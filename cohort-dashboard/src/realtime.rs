//! Realtime event hub and the WebSocket feed that fills it.

use crate::config::ReconnectConfig;
use crate::subscriptions::Subscription;
use chrono::{DateTime, Utc};
use cohort_core::{CommunityId, UserId};
use futures_util::StreamExt;
use serde::{Deserialize, Serialize};
use std::time::{Duration, SystemTime, UNIX_EPOCH};
use tokio::sync::broadcast;
use tokio::task::JoinHandle;
use tokio_tungstenite::tungstenite::client::IntoClientRequest;
use tokio_tungstenite::tungstenite::http::header::{HeaderValue, AUTHORIZATION};
use tokio_tungstenite::tungstenite::Message;
use tracing::{debug, info, warn};

/// Default hub buffer before slow listeners start lagging.
pub const DEFAULT_HUB_CAPACITY: usize = 256;

#[derive(Debug, Clone, PartialEq, Serialize, Deserialize)]
#[serde(tag = "type", rename_all = "snake_case")]
pub enum RealtimeEvent {
    FeedConnected,
    FeedDisconnected {
        reason: String,
    },
    CommunityUpdated {
        community_id: CommunityId,
    },
    MemberJoined {
        community_id: CommunityId,
        user_id: UserId,
    },
    SessionScheduled {
        community_id: CommunityId,
        mentor_id: UserId,
        student_id: UserId,
        starts_at: DateTime<Utc>,
    },
    AnalyticsChanged {
        community_id: CommunityId,
    },
}

impl RealtimeEvent {
    pub fn event_type(&self) -> &'static str {
        match self {
            Self::FeedConnected => "feed_connected",
            Self::FeedDisconnected { .. } => "feed_disconnected",
            Self::CommunityUpdated { .. } => "community_updated",
            Self::MemberJoined { .. } => "member_joined",
            Self::SessionScheduled { .. } => "session_scheduled",
            Self::AnalyticsChanged { .. } => "analytics_changed",
        }
    }

    pub fn community_id(&self) -> Option<&CommunityId> {
        match self {
            Self::CommunityUpdated { community_id }
            | Self::MemberJoined { community_id, .. }
            | Self::SessionScheduled { community_id, .. }
            | Self::AnalyticsChanged { community_id } => Some(community_id),
            Self::FeedConnected | Self::FeedDisconnected { .. } => None,
        }
    }
}

/// Process-wide fan-out of [`RealtimeEvent`]s.
#[derive(Debug, Clone)]
pub struct RealtimeHub {
    tx: broadcast::Sender<RealtimeEvent>,
}

impl RealtimeHub {
    pub fn new(capacity: usize) -> Self {
        let (tx, _rx) = broadcast::channel(capacity);
        Self { tx }
    }

    /// Deliver to every current listener. Returns how many received it.
    pub fn publish(&self, event: RealtimeEvent) -> usize {
        let event_type = event.event_type();
        match self.tx.send(event) {
            Ok(receivers) => {
                debug!(event_type, receivers, "Published realtime event");
                receivers
            }
            Err(_) => {
                debug!(event_type, "No listeners for realtime event");
                0
            }
        }
    }

    pub fn receiver(&self) -> broadcast::Receiver<RealtimeEvent> {
        self.tx.subscribe()
    }

    pub fn listener_count(&self) -> usize {
        self.tx.receiver_count()
    }

    /// Run `callback` for every event until the returned handle is dropped.
    ///
    /// The callback may outlive the page that registered it only as long as
    /// the handle does.
    pub fn subscribe<F>(&self, name: impl Into<String>, mut callback: F) -> Subscription
    where
        F: FnMut(RealtimeEvent) + Send + 'static,
    {
        let name = name.into();
        let mut rx = self.tx.subscribe();
        let listener = name.clone();
        let task = tokio::spawn(async move {
            loop {
                match rx.recv().await {
                    Ok(event) => callback(event),
                    Err(broadcast::error::RecvError::Lagged(skipped)) => {
                        warn!(subscription = %listener, skipped, "Realtime listener lagged");
                    }
                    Err(broadcast::error::RecvError::Closed) => break,
                }
            }
        });
        Subscription::new(name, task)
    }
}

impl Default for RealtimeHub {
    fn default() -> Self {
        Self::new(DEFAULT_HUB_CAPACITY)
    }
}

/// Connection settings for [`spawn_ws_feed`].
#[derive(Debug, Clone)]
pub struct WsFeed {
    pub endpoint: String,
    pub bearer_token: Option<String>,
    pub reconnect: ReconnectConfig,
}

/// Keep a WebSocket connection open and publish decoded events into `hub`,
/// reconnecting with jittered exponential backoff.
pub fn spawn_ws_feed(feed: WsFeed, hub: RealtimeHub) -> JoinHandle<()> {
    tokio::spawn(async move {
        let mut backoff = feed.reconnect.initial_ms;
        loop {
            match connect(&feed).await {
                Ok(mut stream) => {
                    info!(endpoint = %feed.endpoint, "Realtime feed connected");
                    hub.publish(RealtimeEvent::FeedConnected);
                    backoff = feed.reconnect.initial_ms;

                    let mut reason = "connection closed".to_string();
                    while let Some(message) = stream.next().await {
                        match message {
                            Ok(Message::Text(text)) => {
                                match serde_json::from_str::<RealtimeEvent>(&text) {
                                    Ok(event) => {
                                        hub.publish(event);
                                    }
                                    Err(err) => {
                                        warn!(error = %err, "Realtime decode error");
                                    }
                                }
                            }
                            Ok(Message::Close(_)) => break,
                            Ok(_) => {}
                            Err(err) => {
                                reason = err.to_string();
                                break;
                            }
                        }
                    }

                    warn!(%reason, "Realtime feed disconnected");
                    hub.publish(RealtimeEvent::FeedDisconnected { reason });
                }
                Err(err) => {
                    warn!(error = %err, backoff_ms = backoff, "Realtime feed connect failed");
                }
            }

            let delay = jittered_backoff(backoff, feed.reconnect.jitter_ms);
            tokio::time::sleep(Duration::from_millis(delay)).await;
            backoff = next_backoff(backoff, &feed.reconnect);
        }
    })
}

async fn connect(
    feed: &WsFeed,
) -> Result<
    tokio_tungstenite::WebSocketStream<tokio_tungstenite::MaybeTlsStream<tokio::net::TcpStream>>,
    tokio_tungstenite::tungstenite::Error,
> {
    let mut request = feed.endpoint.as_str().into_client_request()?;
    if let Some(token) = &feed.bearer_token {
        if let Ok(value) = HeaderValue::from_str(&format!("Bearer {}", token)) {
            request.headers_mut().insert(AUTHORIZATION, value);
        }
    }
    let (stream, _) = tokio_tungstenite::connect_async(request).await?;
    Ok(stream)
}

pub fn next_backoff(current_ms: u64, reconnect: &ReconnectConfig) -> u64 {
    let next = (current_ms as f64 * reconnect.multiplier) as u64;
    next.min(reconnect.max_ms)
}

pub fn jittered_backoff(base_ms: u64, jitter_ms: u64) -> u64 {
    if jitter_ms == 0 {
        return base_ms;
    }
    let nanos = SystemTime::now()
        .duration_since(UNIX_EPOCH)
        .unwrap_or_else(|_| Duration::from_nanos(0))
        .subsec_nanos() as u64;
    let jitter = nanos % jitter_ms;
    base_ms.saturating_add(jitter)
}
//! Role-scoped page access and data-loading policy.

use serde::{Deserialize, Serialize};

use crate::identity::Role;

/// Top-level dashboard areas, identified by their path prefix.
#[derive(Debug, Clone, Copy, PartialEq, Eq, Hash, Serialize, Deserialize)]
pub enum PageArea {
    Admin,
    Mentor,
    Student,
    Personal,
}

impl PageArea {
    pub fn all() -> &'static [PageArea] {
        &[
            PageArea::Admin,
            PageArea::Mentor,
            PageArea::Student,
            PageArea::Personal,
        ]
    }

    pub fn prefix(&self) -> &'static str {
        match self {
            PageArea::Admin => "/admin",
            PageArea::Mentor => "/mentor",
            PageArea::Student => "/student",
            PageArea::Personal => "/personal",
        }
    }

    /// Area owning `path`, matched on whole segments so `/administrator`
    /// does not fall under `/admin`.
    pub fn of_path(path: &str) -> Option<PageArea> {
        let path = normalize_path(path);
        PageArea::all().iter().copied().find(|area| {
            let prefix = area.prefix();
            path == prefix
                || path
                    .strip_prefix(prefix)
                    .is_some_and(|rest| rest.starts_with('/'))
        })
    }
}

/// Areas each role may open.
pub fn accessible_areas(role: Role) -> &'static [PageArea] {
    match role {
        Role::Admin => PageArea::all(),
        Role::Mentor => &[PageArea::Mentor, PageArea::Admin],
        Role::Student => &[PageArea::Student, PageArea::Mentor],
        Role::PersonalUser => &[PageArea::Personal],
    }
}

/// Total access check: every `(role, path)` pair yields a boolean.
///
/// Paths outside every known area and viewers without a role are denied.
pub fn can_access_page(role: Option<Role>, path: &str) -> bool {
    let Some(role) = role else {
        return false;
    };
    match PageArea::of_path(path) {
        Some(area) => accessible_areas(role).contains(&area),
        None => false,
    }
}

fn normalize_path(path: &str) -> String {
    let path = path
        .split(['?', '#'])
        .next()
        .unwrap_or_default()
        .trim()
        .to_ascii_lowercase();
    let trimmed = path.trim_end_matches('/');
    if trimmed.is_empty() {
        "/".to_string()
    } else if trimmed.starts_with('/') {
        trimmed.to_string()
    } else {
        format!("/{}", trimmed)
    }
}

/// Which cache-backed loads a page should issue for the current viewer.
#[derive(Debug, Clone, Copy, Default, PartialEq, Eq, Serialize, Deserialize)]
pub struct DataLoadingStrategy {
    pub load_users: bool,
    pub load_mentors: bool,
    pub load_students: bool,
    pub load_analytics: bool,
    pub load_community: bool,
    pub load_personal: bool,
}

impl DataLoadingStrategy {
    /// Fixed flag set per role. `None` loads nothing.
    pub fn for_role(role: Option<Role>) -> Self {
        match role {
            Some(Role::Admin) => Self {
                load_users: true,
                load_mentors: true,
                load_students: true,
                load_analytics: true,
                load_community: true,
                load_personal: false,
            },
            Some(Role::Mentor) => Self {
                load_users: false,
                load_mentors: false,
                load_students: true,
                load_analytics: true,
                load_community: true,
                load_personal: false,
            },
            Some(Role::Student) => Self {
                load_users: false,
                load_mentors: true,
                load_students: false,
                load_analytics: false,
                load_community: true,
                load_personal: false,
            },
            Some(Role::PersonalUser) => Self {
                load_personal: true,
                ..Self::default()
            },
            None => Self::default(),
        }
    }

    pub fn loads_anything(&self) -> bool {
        self.load_users
            || self.load_mentors
            || self.load_students
            || self.load_analytics
            || self.load_community
            || self.load_personal
    }
}

#[cfg(test)]
mod tests {
    use super::*;
    use proptest::prelude::*;

    #[test]
    fn test_admin_reaches_every_area() {
        for area in PageArea::all() {
            assert!(can_access_page(Some(Role::Admin), area.prefix()));
        }
    }

    #[test]
    fn test_mentor_table() {
        assert!(can_access_page(Some(Role::Mentor), "/mentor/sessions"));
        assert!(can_access_page(Some(Role::Mentor), "/admin/reports"));
        assert!(!can_access_page(Some(Role::Mentor), "/student/dashboard"));
        assert!(!can_access_page(Some(Role::Mentor), "/personal/dashboard"));
    }

    #[test]
    fn test_student_table() {
        assert!(can_access_page(Some(Role::Student), "/student/dashboard"));
        assert!(can_access_page(Some(Role::Student), "/mentor/directory"));
        assert!(!can_access_page(Some(Role::Student), "/admin"));
    }

    #[test]
    fn test_personal_table() {
        assert!(can_access_page(Some(Role::PersonalUser), "/personal/goals"));
        assert!(!can_access_page(Some(Role::PersonalUser), "/student/dashboard"));
    }

    #[test]
    fn test_segment_boundaries_and_normalization() {
        assert!(!can_access_page(Some(Role::Admin), "/administrator"));
        assert!(can_access_page(Some(Role::Admin), "/ADMIN/users/"));
        assert!(can_access_page(Some(Role::Student), "student/dashboard?tab=2"));
        assert!(!can_access_page(Some(Role::Admin), "/"));
        assert!(!can_access_page(Some(Role::Admin), ""));
    }

    #[test]
    fn test_no_role_is_denied() {
        assert!(!can_access_page(None, "/admin"));
        assert!(!can_access_page(None, "/personal"));
    }

    #[test]
    fn test_strategy_per_role() {
        assert!(DataLoadingStrategy::for_role(Some(Role::Admin)).load_users);
        assert!(!DataLoadingStrategy::for_role(Some(Role::Mentor)).load_users);
        assert!(DataLoadingStrategy::for_role(Some(Role::Student)).load_mentors);
        assert!(!DataLoadingStrategy::for_role(Some(Role::Student)).load_analytics);
        let personal = DataLoadingStrategy::for_role(Some(Role::PersonalUser));
        assert!(personal.load_personal);
        assert!(!personal.load_community);
        assert!(!DataLoadingStrategy::for_role(None).loads_anything());
    }

    fn arb_role() -> impl Strategy<Value = Option<Role>> {
        prop_oneof![
            Just(None),
            Just(Some(Role::Admin)),
            Just(Some(Role::Mentor)),
            Just(Some(Role::Student)),
            Just(Some(Role::PersonalUser)),
        ]
    }

    proptest! {
        #[test]
        fn can_access_page_is_total(role in arb_role(), path in ".*") {
            let _ = can_access_page(role, &path);
        }

        #[test]
        fn admin_access_is_superset(path in "(/[a-z]{0,10}){0,4}") {
            for role in Role::all() {
                if can_access_page(Some(*role), &path) {
                    prop_assert!(can_access_page(Some(Role::Admin), &path));
                }
            }
        }
    }
}
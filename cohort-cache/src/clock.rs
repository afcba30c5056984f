//! Wall-clock abstraction for TTL decisions.
//!
//! Entries are timestamped and aged through a [`Clock`] so expiry can be
//! driven deterministically in tests instead of sleeping through a TTL.

use std::fmt::Debug;
use std::sync::atomic::{AtomicI64, Ordering};
use std::time::Duration;

/// Source of "now" in milliseconds since the Unix epoch.
pub trait Clock: Send + Sync + Debug {
    fn now_ms(&self) -> i64;
}

/// Production clock backed by the system time.
#[derive(Debug, Clone, Copy, Default)]
pub struct SystemClock;

impl Clock for SystemClock {
    fn now_ms(&self) -> i64 {
        chrono::Utc::now().timestamp_millis()
    }
}

/// Manually advanced clock for deterministic tests.
#[derive(Debug, Default)]
pub struct ManualClock {
    now_ms: AtomicI64,
}

impl ManualClock {
    pub fn new(start_ms: i64) -> Self {
        Self {
            now_ms: AtomicI64::new(start_ms),
        }
    }

    pub fn set(&self, now_ms: i64) {
        self.now_ms.store(now_ms, Ordering::SeqCst);
    }

    pub fn advance(&self, by: Duration) {
        self.now_ms
            .fetch_add(by.as_millis() as i64, Ordering::SeqCst);
    }
}

impl Clock for ManualClock {
    fn now_ms(&self) -> i64 {
        self.now_ms.load(Ordering::SeqCst)
    }
}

○ ○ ○ ○ ○

### [TASK GOAL]
For every line above with the word "administrator" in it, make a copy.

### [TASK SOLUTION]
    /// Area owning `path`, matched on whole segments so `/administrator`
        assert!(!can_access_page(Some(Role::Admin), "/administrator"));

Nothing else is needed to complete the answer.